Они называют себя "анусим", в переводе с иврита – изнасилованные. Их души, их чувства, их мысли подвергаются постоянному насилию. Они носят маску лицемерия, живут во лжи и больше всего боятся разоблачения. Они вынуждены скрываться, потому что в их обществе любое отклонение от нормы – преступление, которое карается отчуждением, проклятием и забвением. Они – религиозные евреи, которые не верят в Бога и пытаются порвать с религиозным образом жизни.

Выдающийся израильский режиссер Лина Чаплин сняла фильм об этих людях и назвала его "В тайне". О том, что Лина — большой мастер, рассказывать не надо. Она репатриировалась в Израиль в 1976 году. Вместе с мужем Славой Чаплиным они сняли десятки документальных и игровых картин.
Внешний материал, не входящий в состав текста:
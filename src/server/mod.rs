// SPDX-FileCopyrightText: 2026 Galatea Authors
// SPDX-License-Identifier: MIT

//! The processing API server.
//!
//! Serves the same wire shapes the remote client consumes, so a galatea
//! session pointed at a galatea server round-trips cleanly:
//! `POST /api/markdown/upload`, `GET /api/markdown/sample`, `GET /health`.

use std::time::{SystemTime, UNIX_EPOCH};

use axum::extract::{DefaultBodyLimit, Json};
use axum::http::StatusCode;
use axum::response::{IntoResponse, Response};
use axum::routing::{get, post};
use axum::Router;
use serde_json::json;

use crate::format::parse_markdown;
use crate::remote::{
    RemoteErrorCode, UploadData, UploadRequest, UploadResponse, WireEdge, WireNode,
    MAX_CONTENT_BYTES,
};
use crate::tui::demo_document;

#[cfg(test)]
mod tests;

pub const DEFAULT_PORT: u16 = 3001;
const DEFAULT_FILENAME: &str = "uploaded.md";
const SAMPLE_FILENAME: &str = "sample-api.md";

pub fn router() -> Router {
    Router::new()
        .route("/api/markdown/upload", post(upload))
        .route("/api/markdown/sample", get(sample))
        .route("/health", get(health))
        .fallback(not_found)
        // Accept bodies past the content limit so the upload handler can
        // answer with the structured CONTENT_TOO_LARGE rejection.
        .layer(DefaultBodyLimit::max(MAX_CONTENT_BYTES + 64 * 1024))
}

/// Runs the router on `listener` until ctrl-c.
pub async fn serve(listener: tokio::net::TcpListener) -> Result<(), std::io::Error> {
    axum::serve(listener, router())
        .with_graceful_shutdown(async {
            let _ = tokio::signal::ctrl_c().await;
        })
        .await
}

async fn upload(Json(request): Json<UploadRequest>) -> Response {
    if request.content.is_empty() {
        return rejection(
            StatusCode::BAD_REQUEST,
            RemoteErrorCode::InvalidContent,
            "Invalid markdown content",
        );
    }
    if request.content.len() > MAX_CONTENT_BYTES {
        return rejection(
            StatusCode::PAYLOAD_TOO_LARGE,
            RemoteErrorCode::ContentTooLarge,
            "Content too large (max 10MB)",
        );
    }

    let filename = request
        .filename
        .clone()
        .unwrap_or_else(|| DEFAULT_FILENAME.to_owned());
    let metadata = request.metadata.clone().unwrap_or_default();
    let body = process(&request.content, filename, metadata);
    Json(body).into_response()
}

async fn sample() -> Response {
    let metadata = [("source".to_owned(), "api-sample".to_owned())].into();
    let body = process(demo_document(), SAMPLE_FILENAME.to_owned(), metadata);
    Json(body).into_response()
}

async fn health() -> Response {
    Json(json!({
        "status": "ok",
        "service": env!("CARGO_PKG_NAME"),
        "version": env!("CARGO_PKG_VERSION"),
        "timestampMs": unix_millis(),
    }))
    .into_response()
}

async fn not_found() -> Response {
    let body = json!({
        "error": "Not found",
        "code": "NOT_FOUND",
    });
    (StatusCode::NOT_FOUND, Json(body)).into_response()
}

fn process(
    content: &str,
    filename: String,
    metadata: std::collections::BTreeMap<String, String>,
) -> UploadResponse {
    let snapshot = parse_markdown(content);
    let stats = snapshot.stats_for(content);
    let (nodes, edges, _) = snapshot.into_parts();

    UploadResponse {
        success: true,
        data: UploadData {
            filename,
            nodes: nodes.iter().map(WireNode::from_model).collect(),
            edges: edges.iter().map(WireEdge::from_model).collect(),
            stats: stats.into(),
            metadata,
            processed_at_ms: unix_millis(),
        },
    }
}

fn rejection(status: StatusCode, code: RemoteErrorCode, message: &str) -> Response {
    let body = json!({
        "error": message,
        "code": code.label(),
    });
    (status, Json(body)).into_response()
}

fn unix_millis() -> u64 {
    SystemTime::now()
        .duration_since(UNIX_EPOCH)
        .map(|duration| duration.as_millis() as u64)
        .unwrap_or(0)
}
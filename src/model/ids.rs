// SPDX-FileCopyrightText: 2026 Galatea Authors
// SPDX-License-Identifier: MIT

use std::borrow::Borrow;
use std::fmt;
use std::str::FromStr;

/// A stable node identifier used across the model, render, and wire surfaces.
///
/// Ids come in two namespaces that can never collide: heading ids are
/// `h:<index>` with a zero-padded document-order index, and reference ids are
/// `l:<url>` derived purely from the link URL (so repeated URLs share one id).
/// Arbitrary ids arriving over the wire are only required to be non-empty.
#[derive(Debug, Clone, PartialEq, Eq, Hash, PartialOrd, Ord)]
pub struct NodeId {
    value: String,
}

impl NodeId {
    pub fn new(value: impl Into<String>) -> Result<Self, IdError> {
        let value = value.into();
        if value.is_empty() {
            return Err(IdError::Empty);
        }
        Ok(Self { value })
    }

    /// Id for the `index`-th heading of a document (0-based, document order).
    pub fn heading(index: usize) -> Self {
        Self {
            value: format!("h:{index:04}"),
        }
    }

    /// Id for the reference node of `url`. Pure function of the URL.
    pub fn reference(url: &str) -> Self {
        Self {
            value: format!("l:{url}"),
        }
    }

    pub fn as_str(&self) -> &str {
        &self.value
    }

    pub fn into_string(self) -> String {
        self.value
    }
}

impl fmt::Display for NodeId {
    fn fmt(&self, f: &mut fmt::Formatter<'_>) -> fmt::Result {
        f.write_str(&self.value)
    }
}

impl AsRef<str> for NodeId {
    fn as_ref(&self) -> &str {
        self.as_str()
    }
}

impl Borrow<str> for NodeId {
    fn borrow(&self) -> &str {
        self.as_str()
    }
}

impl FromStr for NodeId {
    type Err = IdError;

    fn from_str(s: &str) -> Result<Self, Self::Err> {
        Self::new(s.to_owned())
    }
}

impl TryFrom<String> for NodeId {
    type Error = IdError;

    fn try_from(value: String) -> Result<Self, Self::Error> {
        Self::new(value)
    }
}

#[derive(Debug, Clone, PartialEq, Eq)]
pub enum IdError {
    Empty,
}

impl fmt::Display for IdError {
    fn fmt(&self, f: &mut fmt::Formatter<'_>) -> fmt::Result {
        match self {
            Self::Empty => f.write_str("node id must not be empty"),
        }
    }
}

impl std::error::Error for IdError {}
А совсем недавно она получила приз израильской киноакадемии "Офир" за "дело всей жизни". Я встретилась с Линой и поговорила об израильском кино, о сложностях репатриации и о том, какие преимущества несет с собой возраст.
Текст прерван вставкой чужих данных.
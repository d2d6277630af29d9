// SPDX-FileCopyrightText: 2026 Galatea Authors
// SPDX-License-Identifier: MIT

//! Parsers that turn raw document text into the structural graph model.

pub mod markdown;

pub use markdown::parse_markdown;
— После просмотра фильма я написала про него заметку у себя блоге, после чего разразилась страшная полемика, главная мысль которой сводилась к тому, что израильская культура насквозь левая, что ее цель — уничтожить еврейскую идентичность страны. У вас действительно такая цель?

— Нет, конечно. Более того, такие утверждения, я думаю, принадлежат людям, которые, скорее всего, с израильской культурой не знакомы. Они не читают книжки, не смотрят фильмы, считают, что в Израиле плохая литература, плохое кино, не говоря уже о балете. Так и хочется сказать, особенно на фоне нынешней войны, что "имперская зараза" их тоже не обошла. Израильская культура, несмотря на то, что эта страна маленькая и молодая, достаточно развита и вполне состоялась. Доказывать, что она существует, бессмысленно.

— Когда вы приехали в Израиль, вы столкнулись со снобизмом, неприятием, с тем, что израильский культурный истеблишмент — это закрытая каста, куда невозможно попасть?

— Людям, которые приезжают сейчас, сложно представить себе, как выглядел Израиль в семьдесят шестом году. Это была совершенно другая страна, в которой "русских" не было совсем. Не было русского языка, русского телевидения и средств массовой информации. Если я слышала русскую речь на улице, то я бежала выяснять, кто эти люди. Как правило, выяснялось, что это арабы, которые учились в Советском Союзе. Я не встретилась с каким-то особенным снобизмом. Нет, к нам относились с большим любопытством, на нас приходили специально посмотреть.


Лина и Слава перед отъездом в Израиль

Лина Чаплин окончила ВГИК, довольно долго работала в Советском Союзе, где успела получить множество престижных наград и заработать имя. Когда она с мужем приехала в Израиль, то попала из страны, где кино было провозглашено "важнейшим из искусств", в провинциальное маленькое государство, где существовала одна телепрограмма, а кино практически отсутствовало.

Единственным, что объединяло в ту пору СССР и Израиль, была безраздельная власть социалистической партии "Авода". В год выходило один-два художественных фильма и пять-шесть документальных. Для сравнения, в 2021 году за приз Израильской академии киноискусства боролись тридцать шесть полнометражных художественных картин и пятьдесят восемь документальных! Но тогда, 46 лет назад, погружение в израильскую действительность не могло не вызвать шок.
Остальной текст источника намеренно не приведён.